Extracted records ->
------------------------------------

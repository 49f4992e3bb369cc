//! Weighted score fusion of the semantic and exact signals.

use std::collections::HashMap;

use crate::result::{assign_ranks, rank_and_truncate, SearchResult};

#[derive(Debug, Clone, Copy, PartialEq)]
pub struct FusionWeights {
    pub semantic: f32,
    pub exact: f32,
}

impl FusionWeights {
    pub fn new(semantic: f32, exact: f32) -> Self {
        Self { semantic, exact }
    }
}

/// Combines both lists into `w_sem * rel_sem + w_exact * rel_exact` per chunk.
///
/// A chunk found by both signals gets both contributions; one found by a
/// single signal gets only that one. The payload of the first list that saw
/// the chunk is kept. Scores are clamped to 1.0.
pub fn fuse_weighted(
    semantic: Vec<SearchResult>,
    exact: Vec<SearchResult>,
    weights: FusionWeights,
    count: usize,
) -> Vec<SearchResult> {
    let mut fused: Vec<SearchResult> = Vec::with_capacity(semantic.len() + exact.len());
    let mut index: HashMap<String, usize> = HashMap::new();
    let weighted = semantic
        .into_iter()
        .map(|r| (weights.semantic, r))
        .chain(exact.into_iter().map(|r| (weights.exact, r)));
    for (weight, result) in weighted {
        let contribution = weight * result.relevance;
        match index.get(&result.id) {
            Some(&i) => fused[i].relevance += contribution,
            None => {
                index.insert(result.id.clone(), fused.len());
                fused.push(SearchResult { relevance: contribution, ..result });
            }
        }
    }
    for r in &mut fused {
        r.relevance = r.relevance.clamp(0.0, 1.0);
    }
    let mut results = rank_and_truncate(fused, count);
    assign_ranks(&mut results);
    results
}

------------------------------------

What to produce ->
Please reproduce each line above exactly as written.

Reply to the task ->
repository 49f4992e3bb369cc
//! Weighted score fusion of the semantic and exact signals.

use std::collections::HashMap;

use crate::result::{assign_ranks, rank_and_truncate, SearchResult};

#[derive(Debug, Clone, Copy, PartialEq)]
pub struct FusionWeights {
    pub semantic: f32,
    pub exact: f32,
}

impl FusionWeights {
    pub fn new(semantic: f32, exact: f32) -> Self {
        Self { semantic, exact }
    }
}

/// Combines both lists into `w_sem * rel_sem + w_exact * rel_exact` per chunk.
///
/// A chunk found by both signals gets both contributions; one found by a
/// single signal gets only that one. The payload of the first list that saw
/// the chunk is kept. Scores are clamped to 1.0.
pub fn fuse_weighted(
    semantic: Vec<SearchResult>,
    exact: Vec<SearchResult>,
    weights: FusionWeights,
    count: usize,
) -> Vec<SearchResult> {
    let mut fused: Vec<SearchResult> = Vec::with_capacity(semantic.len() + exact.len());
    let mut index: HashMap<String, usize> = HashMap::new();
    let weighted = semantic
        .into_iter()
        .map(|r| (weights.semantic, r))
        .chain(exact.into_iter().map(|r| (weights.exact, r)));
    for (weight, result) in weighted {
        let contribution = weight * result.relevance;
        match index.get(&result.id) {
            Some(&i) => fused[i].relevance += contribution,
            None => {
                index.insert(result.id.clone(), fused.len());
                fused.push(SearchResult { relevance: contribution, ..result });
            }
        }
    }
    for r in &mut fused {
        r.relevance = r.relevance.clamp(0.0, 1.0);
    }
    let mut results = rank_and_truncate(fused, count);
    assign_ranks(&mut results);
    results
}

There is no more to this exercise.